- PROBLEM STATEMENT
The answer is a stretch of the material below, returned exactly: the line containing "serde_json::to_string(&diagnostic)", the line containing "const SOURCE: &str", and all lines between.

[Start of Attachment]

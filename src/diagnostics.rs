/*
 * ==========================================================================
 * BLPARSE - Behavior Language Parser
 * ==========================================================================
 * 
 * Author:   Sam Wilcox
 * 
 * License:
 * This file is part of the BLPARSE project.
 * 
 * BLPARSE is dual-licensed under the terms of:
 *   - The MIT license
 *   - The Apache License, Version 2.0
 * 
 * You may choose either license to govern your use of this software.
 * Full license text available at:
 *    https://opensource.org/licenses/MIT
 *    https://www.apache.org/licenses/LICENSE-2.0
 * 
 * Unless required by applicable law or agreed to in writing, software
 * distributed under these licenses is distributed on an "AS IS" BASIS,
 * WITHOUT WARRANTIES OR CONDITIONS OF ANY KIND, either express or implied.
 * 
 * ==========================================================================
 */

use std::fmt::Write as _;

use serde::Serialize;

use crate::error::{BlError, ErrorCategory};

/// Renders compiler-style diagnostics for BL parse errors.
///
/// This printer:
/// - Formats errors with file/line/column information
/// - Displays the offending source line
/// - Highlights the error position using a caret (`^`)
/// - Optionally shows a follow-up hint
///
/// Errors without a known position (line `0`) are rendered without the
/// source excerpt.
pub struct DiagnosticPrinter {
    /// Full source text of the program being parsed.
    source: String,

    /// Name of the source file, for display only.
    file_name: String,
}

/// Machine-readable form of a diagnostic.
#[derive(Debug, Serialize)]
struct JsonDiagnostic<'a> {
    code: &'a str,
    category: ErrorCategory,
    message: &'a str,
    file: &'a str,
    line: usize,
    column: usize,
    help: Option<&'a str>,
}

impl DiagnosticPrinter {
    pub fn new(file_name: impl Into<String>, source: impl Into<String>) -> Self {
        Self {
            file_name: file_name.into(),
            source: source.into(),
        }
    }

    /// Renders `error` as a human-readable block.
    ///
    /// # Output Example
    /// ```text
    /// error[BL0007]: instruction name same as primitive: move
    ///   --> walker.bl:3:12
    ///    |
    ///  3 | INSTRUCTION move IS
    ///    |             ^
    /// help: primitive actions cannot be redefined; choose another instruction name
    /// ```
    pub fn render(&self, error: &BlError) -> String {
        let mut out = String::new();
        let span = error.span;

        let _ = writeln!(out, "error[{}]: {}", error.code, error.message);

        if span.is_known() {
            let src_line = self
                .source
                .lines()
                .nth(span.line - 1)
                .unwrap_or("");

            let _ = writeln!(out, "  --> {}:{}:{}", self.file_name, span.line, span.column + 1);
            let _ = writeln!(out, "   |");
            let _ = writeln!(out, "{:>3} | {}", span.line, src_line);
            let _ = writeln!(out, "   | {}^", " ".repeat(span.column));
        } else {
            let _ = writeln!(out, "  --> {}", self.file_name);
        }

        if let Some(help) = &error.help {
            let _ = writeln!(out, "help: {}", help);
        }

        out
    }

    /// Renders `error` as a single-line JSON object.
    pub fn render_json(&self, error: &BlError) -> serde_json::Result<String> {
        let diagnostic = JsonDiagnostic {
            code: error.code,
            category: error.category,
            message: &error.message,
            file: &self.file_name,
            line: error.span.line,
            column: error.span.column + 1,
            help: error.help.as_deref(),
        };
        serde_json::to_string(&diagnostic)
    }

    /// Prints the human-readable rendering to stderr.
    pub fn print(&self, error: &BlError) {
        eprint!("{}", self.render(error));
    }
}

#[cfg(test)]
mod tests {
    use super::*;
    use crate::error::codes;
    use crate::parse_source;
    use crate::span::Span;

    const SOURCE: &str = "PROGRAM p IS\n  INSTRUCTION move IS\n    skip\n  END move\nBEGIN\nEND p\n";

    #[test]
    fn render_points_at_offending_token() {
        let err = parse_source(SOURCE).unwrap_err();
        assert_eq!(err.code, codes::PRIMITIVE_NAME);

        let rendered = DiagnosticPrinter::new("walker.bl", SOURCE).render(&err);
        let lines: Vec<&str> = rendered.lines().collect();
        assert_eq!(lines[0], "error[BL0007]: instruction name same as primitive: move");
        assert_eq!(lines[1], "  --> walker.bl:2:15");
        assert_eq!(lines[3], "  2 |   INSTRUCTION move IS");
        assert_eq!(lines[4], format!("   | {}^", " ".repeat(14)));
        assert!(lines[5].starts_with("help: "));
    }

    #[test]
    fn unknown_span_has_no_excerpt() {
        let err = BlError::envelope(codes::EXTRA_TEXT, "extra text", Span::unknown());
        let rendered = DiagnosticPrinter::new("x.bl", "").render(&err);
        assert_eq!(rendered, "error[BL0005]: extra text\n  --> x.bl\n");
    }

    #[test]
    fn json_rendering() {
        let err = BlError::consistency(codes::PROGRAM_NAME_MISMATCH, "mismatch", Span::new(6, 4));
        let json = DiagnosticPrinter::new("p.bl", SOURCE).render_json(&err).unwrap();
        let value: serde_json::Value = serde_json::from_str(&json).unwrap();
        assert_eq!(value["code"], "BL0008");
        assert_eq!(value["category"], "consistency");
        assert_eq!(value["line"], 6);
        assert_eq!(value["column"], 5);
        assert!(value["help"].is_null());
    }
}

[End of Attachment]

- ANSWER FOR THE TASK
        serde_json::to_string(&diagnostic)
    }

    /// Prints the human-readable rendering to stderr.
    pub fn print(&self, error: &BlError) {
        eprint!("{}", self.render(error));
    }
}

#[cfg(test)]
mod tests {
    use super::*;
    use crate::error::codes;
    use crate::parse_source;
    use crate::span::Span;

    const SOURCE: &str = "PROGRAM p IS\n  INSTRUCTION move IS\n    skip\n  END move\nBEGIN\nEND p\n";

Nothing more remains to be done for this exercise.